> _ABOUT THIS EXERCISE_
Nothing but the lines holding the string "impl" should appear in the answer. Copy them from the entries.

(Stored items)
* * * * *
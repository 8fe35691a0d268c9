use std::collections::VecDeque;
use std::sync::{Arc, Mutex};

use anyhow::{Context, Result, anyhow};
use cpal::traits::{DeviceTrait, HostTrait, StreamTrait};

use crate::nes::SampleCallback;

/// Bounded FIFO between the emulator thread and the audio callback. When the
/// emulator runs ahead, the oldest samples are dropped.
#[derive(Clone)]
pub struct SampleQueue {
    inner: Arc<Mutex<VecDeque<f32>>>,
    capacity: usize,
}

impl SampleQueue {
    pub fn new(capacity: usize) -> Self {
        Self {
            inner: Arc::new(Mutex::new(VecDeque::with_capacity(capacity))),
            capacity: capacity.max(1),
        }
    }

    pub fn push(&self, sample: f32) {
        let Ok(mut queue) = self.inner.lock() else {
            return;
        };
        if queue.len() >= self.capacity {
            queue.pop_front();
        }
        queue.push_back(sample.clamp(-1.0, 1.0));
    }

    pub fn pop(&self) -> f32 {
        self.inner
            .lock()
            .ok()
            .and_then(|mut queue| queue.pop_front())
            .unwrap_or(0.0)
    }

    pub fn len(&self) -> usize {
        self.inner.lock().map(|queue| queue.len()).unwrap_or(0)
    }

    pub fn is_empty(&self) -> bool {
        self.len() == 0
    }
}

pub struct AudioOutput {
    queue: SampleQueue,
    _stream: cpal::Stream,
    sample_rate: u32,
}

impl AudioOutput {
    pub fn new() -> Result<Self> {
        let host = cpal::default_host();
        let device = host
            .default_output_device()
            .ok_or_else(|| anyhow!("no default audio output device"))?;
        let supported = device
            .default_output_config()
            .context("failed to query default audio config")?;

        let stream_config: cpal::StreamConfig = supported.config();
        let sample_rate = stream_config.sample_rate.0;
        let channels = stream_config.channels as usize;
        // ~96 ms of slack before samples start being dropped.
        let queue = SampleQueue::new(((sample_rate as usize) * 96) / 1000);

        let err_fn = |err| {
            log::error!("audio stream error: {err}");
        };

        let stream = match supported.sample_format() {
            cpal::SampleFormat::F32 => {
                let queue = queue.clone();
                device.build_output_stream(
                    &stream_config,
                    move |data: &mut [f32], _| fill_frames(data, channels, &queue, |s| s),
                    err_fn,
                    None,
                )?
            }
            cpal::SampleFormat::I16 => {
                let queue = queue.clone();
                device.build_output_stream(
                    &stream_config,
                    move |data: &mut [i16], _| {
                        fill_frames(data, channels, &queue, |s| (s * i16::MAX as f32) as i16)
                    },
                    err_fn,
                    None,
                )?
            }
            cpal::SampleFormat::U16 => {
                let queue = queue.clone();
                device.build_output_stream(
                    &stream_config,
                    move |data: &mut [u16], _| {
                        fill_frames(data, channels, &queue, |s| {
                            ((s * 0.5 + 0.5) * u16::MAX as f32) as u16
                        })
                    },
                    err_fn,
                    None,
                )?
            }
            other => {
                return Err(anyhow!("unsupported audio sample format: {other:?}"));
            }
        };

        stream
            .play()
            .context("failed to start audio output stream")?;
        log::info!("audio output at {sample_rate} Hz, {channels} channel(s)");

        Ok(Self {
            queue,
            _stream: stream,
            sample_rate,
        })
    }

    pub fn sample_rate(&self) -> u32 {
        self.sample_rate
    }

    /// A callback suitable for `Nes::set_sample_callback`.
    pub fn sample_callback(&self) -> SampleCallback {
        let queue = self.queue.clone();
        Box::new(move |sample| queue.push(sample))
    }

    pub fn queued_samples(&self) -> usize {
        self.queue.len()
    }
}

fn fill_frames<T: Copy>(
    data: &mut [T],
    channels: usize,
    queue: &SampleQueue,
    convert: impl Fn(f32) -> T,
) {
    for frame in data.chunks_mut(channels.max(1)) {
        let sample = convert(queue.pop());
        frame.fill(sample);
    }
}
* * * * *
> _RESPONSE TO THIS EXERCISE_
impl SampleQueue {
impl AudioOutput {
    convert: impl Fn(f32) -> T,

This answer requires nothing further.